Italian painter and sculptor (1912–1992)

Bruno Cassinari (29 October 1912 – 26 March 1992) was an Italian painter and sculptor who worked in a style that mixed cubist and expressionist elements.

==Biography==
Cassinari was born in Piacenza, a city in Italy’s Emilia Romagna region. He attended the local art school but eventually decided to move to Milan, where he studied painting at the Brera Academy under Aldo Carpi. In 1946, he helped find the Fronte Nuovo delle Arti, an association aiming to restore optimism to post-war Italian art. Other members were Renato Birolli, Renato Guttuso, Ennio Morlotti, Leoncillo Leonardi, and Alberto Viani.

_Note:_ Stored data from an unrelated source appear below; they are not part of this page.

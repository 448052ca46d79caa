//! Tree Ensemble - random forest classifier artifact
//!
//! Trees are stored as flat node lists in pre-order (children always have a
//! larger index than their parent). A sample goes left when
//! `x[feature] <= threshold`. Leaves carry per-class sample weights; the
//! forest probability is the mean over trees of the positive-class fraction
//! at the reached leaf.

use std::collections::BTreeMap;

use serde::{Deserialize, Serialize};

use crate::logic::error::{CardioError, CardioResult};

// ============================================================================
// NODES & TREES
// ============================================================================

#[derive(Debug, Clone, PartialEq, Serialize, Deserialize)]
#[serde(tag = "type", rename_all = "snake_case")]
pub enum TreeNode {
    Split {
        feature: usize,
        threshold: f64,
        left: usize,
        right: usize,
        /// Training weight that reached this node
        cover: f64,
    },
    Leaf {
        /// Per-class training weight
        value: Vec<f64>,
        cover: f64,
    },
}

impl TreeNode {
    pub fn cover(&self) -> f64 {
        match self {
            TreeNode::Split { cover, .. } | TreeNode::Leaf { cover, .. } => *cover,
        }
    }
}

#[derive(Debug, Clone, PartialEq, Serialize, Deserialize)]
pub struct DecisionTree {
    pub nodes: Vec<TreeNode>,
}

impl DecisionTree {
    /// Structural checks; the message is wrapped into a startup error by the caller
    fn validate(&self, n_features: usize, positive_class: usize) -> Result<(), String> {
        if self.nodes.is_empty() {
            return Err("tree has no nodes".to_string());
        }

        for (i, node) in self.nodes.iter().enumerate() {
            match node {
                TreeNode::Split { feature, threshold, left, right, cover } => {
                    if *feature >= n_features {
                        return Err(format!("node {} splits on feature {} (n_features = {})", i, feature, n_features));
                    }
                    if !threshold.is_finite() {
                        return Err(format!("node {} has a non-finite threshold", i));
                    }
                    for child in [left, right] {
                        if *child <= i || *child >= self.nodes.len() {
                            return Err(format!("node {} has invalid child index {}", i, child));
                        }
                    }
                    if !(cover.is_finite() && *cover > 0.0) {
                        return Err(format!("split node {} must have positive cover", i));
                    }
                }
                TreeNode::Leaf { value, cover } => {
                    if value.len() <= positive_class {
                        return Err(format!("leaf {} has no entry for class {}", i, positive_class));
                    }
                    if value.iter().any(|v| !v.is_finite() || *v < 0.0) || value.iter().sum::<f64>() <= 0.0 {
                        return Err(format!("leaf {} has an invalid class distribution", i));
                    }
                    if !(cover.is_finite() && *cover >= 0.0) {
                        return Err(format!("leaf {} has invalid cover", i));
                    }
                }
            }
        }

        Ok(())
    }

    /// Index of the leaf reached by `x`
    pub fn leaf_index(&self, x: &[f64]) -> usize {
        let mut index = 0;
        while let TreeNode::Split { feature, threshold, left, right, .. } = &self.nodes[index] {
            index = if x[*feature] <= *threshold { *left } else { *right };
        }
        index
    }

    /// Positive-class fraction stored at `leaf`
    pub fn leaf_probability(&self, leaf: usize, positive_class: usize) -> f64 {
        match &self.nodes[leaf] {
            TreeNode::Leaf { value, .. } => value[positive_class] / value.iter().sum::<f64>(),
            TreeNode::Split { .. } => 0.0,
        }
    }

    pub fn predict(&self, x: &[f64], positive_class: usize) -> f64 {
        self.leaf_probability(self.leaf_index(x), positive_class)
    }
}

// ============================================================================
// PREPROCESSING
// ============================================================================

/// Standard scaler fitted at training time: `(x - mean) / scale`
#[derive(Debug, Clone, PartialEq, Serialize, Deserialize)]
pub struct Scaler {
    pub mean: Vec<f64>,
    pub scale: Vec<f64>,
}

impl Scaler {
    pub fn transform(&self, values: &mut [f64]) {
        for ((v, mean), scale) in values.iter_mut().zip(&self.mean).zip(&self.scale) {
            *v = (*v - mean) / scale;
        }
    }
}

// ============================================================================
// MODEL ARTIFACT
// ============================================================================

pub const RANDOM_FOREST: &str = "random_forest";

/// Serialized classifier as exported from the training notebooks
#[derive(Debug, Clone, PartialEq, Serialize, Deserialize)]
pub struct ModelArtifact {
    pub model_type: String,
    pub n_features: usize,
    /// Index of the "disease present" class in leaf values
    #[serde(default = "default_positive_class")]
    pub positive_class: usize,
    #[serde(default, skip_serializing_if = "Option::is_none")]
    pub scaler: Option<Scaler>,
    /// Training-set means of selected raw fields, for comparisons
    #[serde(default)]
    pub population_means: BTreeMap<String, f64>,
    pub trees: Vec<DecisionTree>,
}

fn default_positive_class() -> usize {
    1
}

impl ModelArtifact {
    pub fn validate(&self) -> CardioResult<()> {
        if self.model_type != RANDOM_FOREST {
            return Err(CardioError::startup(format!("unsupported model type '{}'", self.model_type)));
        }
        if self.n_features == 0 {
            return Err(CardioError::startup("model declares zero features"));
        }
        if self.trees.is_empty() {
            return Err(CardioError::startup("model has no trees"));
        }

        if let Some(scaler) = &self.scaler {
            if scaler.mean.len() != self.n_features || scaler.scale.len() != self.n_features {
                return Err(CardioError::startup(format!(
                    "scaler has {} means / {} scales for {} features",
                    scaler.mean.len(),
                    scaler.scale.len(),
                    self.n_features
                )));
            }
            if scaler.scale.iter().any(|s| !s.is_finite() || *s <= 0.0)
                || scaler.mean.iter().any(|m| !m.is_finite())
            {
                return Err(CardioError::startup("scaler contains invalid values"));
            }
        }

        for (t, tree) in self.trees.iter().enumerate() {
            tree.validate(self.n_features, self.positive_class)
                .map_err(|e| CardioError::startup(format!("tree {}: {}", t, e)))?;
        }

        Ok(())
    }

    pub(crate) fn check_shape(&self, x: &[f64]) -> CardioResult<()> {
        if x.len() != self.n_features {
            return Err(CardioError::SchemaMismatch {
                expected: self.n_features,
                actual: x.len(),
                detail: "feature vector length differs from the model input".to_string(),
            });
        }
        Ok(())
    }

    /// Positive-class probability for an encoded, scaled vector
    pub fn predict_proba(&self, x: &[f64]) -> CardioResult<f64> {
        self.check_shape(x)?;

        let sum: f64 = self.trees.iter().map(|t| t.predict(x, self.positive_class)).sum();
        Ok((sum / self.trees.len() as f64).clamp(0.0, 1.0))
    }
}

#[cfg(test)]
mod tests {
    use super::*;

    fn stump(feature: usize, threshold: f64, left: [f64; 2], right: [f64; 2]) -> DecisionTree {
        DecisionTree {
            nodes: vec![
                TreeNode::Split { feature, threshold, left: 1, right: 2, cover: left[0] + left[1] + right[0] + right[1] },
                TreeNode::Leaf { value: left.to_vec(), cover: left[0] + left[1] },
                TreeNode::Leaf { value: right.to_vec(), cover: right[0] + right[1] },
            ],
        }
    }

    fn model(trees: Vec<DecisionTree>) -> ModelArtifact {
        ModelArtifact {
            model_type: RANDOM_FOREST.to_string(),
            n_features: 2,
            positive_class: 1,
            scaler: None,
            population_means: BTreeMap::new(),
            trees,
        }
    }

    #[test]
    fn test_split_goes_left_on_equal() {
        let tree = stump(0, 1.0, [3.0, 1.0], [1.0, 3.0]);
        assert_eq!(tree.predict(&[1.0, 0.0], 1), 0.25);
        assert_eq!(tree.predict(&[1.5, 0.0], 1), 0.75);
    }

    #[test]
    fn test_forest_averages_trees() {
        let m = model(vec![
            stump(0, 1.0, [3.0, 1.0], [1.0, 3.0]),
            stump(1, 0.0, [1.0, 1.0], [0.0, 4.0]),
        ]);
        m.validate().unwrap();

        let p = m.predict_proba(&[2.0, 1.0]).unwrap();
        assert!((p - (0.75 + 1.0) / 2.0).abs() < 1e-12);
    }

    #[test]
    fn test_wrong_length_is_schema_mismatch() {
        let m = model(vec![stump(0, 1.0, [3.0, 1.0], [1.0, 3.0])]);
        assert!(matches!(
            m.predict_proba(&[1.0]),
            Err(CardioError::SchemaMismatch { expected: 2, actual: 1, .. })
        ));
    }

    #[test]
    fn test_validate_rejects_bad_structure() {
        let mut bad_child = stump(0, 1.0, [3.0, 1.0], [1.0, 3.0]);
        if let TreeNode::Split { right, .. } = &mut bad_child.nodes[0] {
            *right = 0;
        }
        assert!(matches!(model(vec![bad_child]).validate(), Err(CardioError::Startup(_))));

        let bad_feature = stump(7, 1.0, [3.0, 1.0], [1.0, 3.0]);
        assert!(model(vec![bad_feature]).validate().is_err());

        let empty_leaf = stump(0, 1.0, [0.0, 0.0], [1.0, 3.0]);
        assert!(model(vec![empty_leaf]).validate().is_err());

        assert!(model(vec![]).validate().is_err());

        let mut wrong_type = model(vec![stump(0, 1.0, [3.0, 1.0], [1.0, 3.0])]);
        wrong_type.model_type = "svm".to_string();
        assert!(wrong_type.validate().is_err());
    }

    #[test]
    fn test_validate_rejects_bad_scaler() {
        let mut m = model(vec![stump(0, 1.0, [3.0, 1.0], [1.0, 3.0])]);
        m.scaler = Some(Scaler { mean: vec![0.0], scale: vec![1.0] });
        assert!(m.validate().is_err());

        m.scaler = Some(Scaler { mean: vec![0.0, 0.0], scale: vec![1.0, 0.0] });
        assert!(m.validate().is_err());
    }

    #[test]
    fn test_scaler_transform() {
        let scaler = Scaler { mean: vec![10.0, 0.0], scale: vec![2.0, 1.0] };
        let mut x = [14.0, 1.0];
        scaler.transform(&mut x);
        assert_eq!(x, [2.0, 1.0]);
    }
}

In 1949, Cassinari was invited by Pablo Picasso to exhibit his work at the Antibes Museum of Art. In 1952, he won the Grand Prize for Painting at the 26th Venice Biennale with his Cubist-inspired paintings, The Lemon and Still Life in Pink. In the 1960s, Cassinari briefly relocated to Venice. In 1986, he was recognised for his contributions to Italian painting with a large-scale retrospective of his work in Milan. Cassinari died in Milan on 26 March 1992, about one year after the death of his wife, Enrica.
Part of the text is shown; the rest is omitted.